What you are asked to do →
Your task is to transcribe, without alteration, the lines from the top of the material below through the line bearing "use indexmap::IndexMap;", inclusive.

Data supplied →
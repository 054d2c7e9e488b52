//! Proxy-integration request envelope.
//!
//! The backend function expects the full REST API proxy event shape. Only
//! the resource, path, method, headers, query, path parameters, body and
//! authorizer claims carry information; every other request-context field is
//! a fixed placeholder kept for structural compatibility.

use indexmap::IndexMap;
use serde::{Deserialize, Serialize};

use crate::contract::params::ParameterMap;
use crate::identity::Claim;
use crate::routing::ResolvedRoute;

// Fixed request-context values. httpMethod, path and resourcePath are the
// exceptions: they mirror the real request rather than a constant.
const ACCOUNT_ID: &str = "123456789012";
const API_ID: &str = "id";
const DOMAIN_NAME: &str = "id.execute-api.us-east-1.amazonaws.com";
const DOMAIN_PREFIX: &str = "id";
const EXTENDED_REQUEST_ID: &str = "request-id";
const PROTOCOL: &str = "HTTP/1.1";
const REQUEST_ID: &str = "id=";
const REQUEST_TIME: &str = "04/Mar/2020:19:15:17 +0000";
const REQUEST_TIME_EPOCH: u64 = 1_583_349_317_135;
const STAGE: &str = "$default";
const SOURCE_IP: &str = "IP";
const USER_AGENT: &str = "user-agent";

/// Everything about the inbound request the envelope is built from.
#[derive(Debug, Clone, Default)]
pub struct InboundRequest {
    pub path: String,
    pub method: String,
    pub headers: ParameterMap,
    pub body: String,
}

/// The payload POSTed to the backend function.
#[derive(Debug, Clone, PartialEq, Serialize, Deserialize)]
#[serde(rename_all = "camelCase")]
pub struct InvocationEnvelope {
    pub resource: String,
    pub path: String,
    pub http_method: String,
    pub headers: IndexMap<String, String>,
    pub multi_value_headers: IndexMap<String, Vec<String>>,
    pub query_string_parameters: Option<IndexMap<String, String>>,
    pub multi_value_query_string_parameters: Option<IndexMap<String, Vec<String>>>,
    pub request_context: RequestContext,
    pub path_parameters: Option<IndexMap<String, String>>,
    pub stage_variables: Option<IndexMap<String, String>>,
    pub body: Option<String>,
    pub is_base64_encoded: bool,
}

#[derive(Debug, Clone, PartialEq, Serialize, Deserialize)]
#[serde(rename_all = "camelCase")]
pub struct RequestContext {
    pub account_id: String,
    pub api_id: String,
    pub authorizer: Authorizer,
    pub domain_name: String,
    pub domain_prefix: String,
    pub extended_request_id: String,
    pub http_method: String,
    pub identity: RequestIdentity,
    pub path: String,
    pub protocol: String,
    pub request_id: String,
    pub request_time: String,
    pub request_time_epoch: u64,
    pub resource_id: Option<String>,
    pub resource_path: String,
    pub stage: String,
}

#[derive(Debug, Clone, PartialEq, Serialize, Deserialize)]
pub struct Authorizer {
    pub claims: Option<Claim>,
    pub scopes: Option<Vec<String>>,
}

#[derive(Debug, Clone, PartialEq, Serialize, Deserialize)]
#[serde(rename_all = "camelCase")]
pub struct RequestIdentity {
    pub access_key: Option<String>,
    pub account_id: Option<String>,
    pub caller: Option<String>,
    pub cognito_authentication_provider: Option<String>,
    pub cognito_authentication_type: Option<String>,
    pub cognito_identity_id: Option<String>,
    pub cognito_identity_pool_id: Option<String>,
    pub principal_org_id: Option<String>,
    pub source_ip: String,
    pub user: Option<String>,
    pub user_agent: String,
    pub user_arn: Option<String>,
    pub client_cert: ClientCert,
}

#[derive(Debug, Clone, PartialEq, Serialize, Deserialize)]
#[serde(rename_all = "camelCase")]
pub struct ClientCert {
    pub client_cert_pem: String,
    #[serde(rename = "subjectDN")]
    pub subject_dn: String,
    #[serde(rename = "issuerDN")]
    pub issuer_dn: String,
    pub serial_number: String,
    pub validity: CertValidity,
}

#[derive(Debug, Clone, PartialEq, Serialize, Deserialize)]
#[serde(rename_all = "camelCase")]
pub struct CertValidity {
    pub not_before: String,
    pub not_after: String,
}

impl RequestIdentity {
    fn placeholder() -> Self {
        Self {
            access_key: None,
            account_id: None,
            caller: None,
            cognito_authentication_provider: None,
            cognito_authentication_type: None,
            cognito_identity_id: None,
            cognito_identity_pool_id: None,
            principal_org_id: None,
            source_ip: SOURCE_IP.to_string(),
            user: None,
            user_agent: USER_AGENT.to_string(),
            user_arn: None,
            client_cert: ClientCert {
                client_cert_pem: "CERT_CONTENT".to_string(),
                subject_dn: "www.example.com".to_string(),
                issuer_dn: "Example issuer".to_string(),
                serial_number: "a1:a1:a1:a1:a1:a1:a1:a1:a1:a1:a1:a1:a1:a1:a1:a1".to_string(),
                validity: CertValidity {
                    not_before: "May 28 12:30:02 2019 GMT".to_string(),
                    not_after: "Aug  5 09:36:04 2021 GMT".to_string(),
                },
            },
        }
    }
}

fn non_empty<K, V>(map: &IndexMap<K, V>) -> Option<IndexMap<K, V>>
where
    K: Clone + std::hash::Hash + Eq,
    V: Clone,
{
    (!map.is_empty()).then(|| map.clone())
}

impl InvocationEnvelope {
    /// Build the envelope for one request. Never fails; absent parts become
    /// `null`.
    pub fn build(route: &ResolvedRoute, request: &InboundRequest, claim: Option<Claim>) -> Self {
        let query = &route.query_parameters;

        Self {
            resource: route.resource.clone(),
            path: request.path.clone(),
            http_method: request.method.clone(),
            headers: request.headers.single().clone(),
            multi_value_headers: request.headers.multi().clone(),
            query_string_parameters: non_empty(query.single()),
            multi_value_query_string_parameters: non_empty(query.multi()),
            request_context: RequestContext {
                account_id: ACCOUNT_ID.to_string(),
                api_id: API_ID.to_string(),
                authorizer: Authorizer {
                    claims: claim,
                    scopes: None,
                },
                domain_name: DOMAIN_NAME.to_string(),
                domain_prefix: DOMAIN_PREFIX.to_string(),
                extended_request_id: EXTENDED_REQUEST_ID.to_string(),
                // Real method, not a fixed "GET".
                http_method: request.method.clone(),
                identity: RequestIdentity::placeholder(),
                path: request.path.clone(),
                protocol: PROTOCOL.to_string(),
                request_id: REQUEST_ID.to_string(),
                request_time: REQUEST_TIME.to_string(),
                request_time_epoch: REQUEST_TIME_EPOCH,
                resource_id: None,
                resource_path: route.resource.clone(),
                stage: STAGE.to_string(),
            },
            path_parameters: non_empty(&route.path_parameters),
            stage_variables: None,
            body: (!request.body.is_empty()).then(|| request.body.clone()),
            is_base64_encoded: false,
        }
    }
}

Result of this task →
repository 054d2c7e9e488b52
//! Proxy-integration request envelope.
//!
//! The backend function expects the full REST API proxy event shape. Only
//! the resource, path, method, headers, query, path parameters, body and
//! authorizer claims carry information; every other request-context field is
//! a fixed placeholder kept for structural compatibility.

use indexmap::IndexMap;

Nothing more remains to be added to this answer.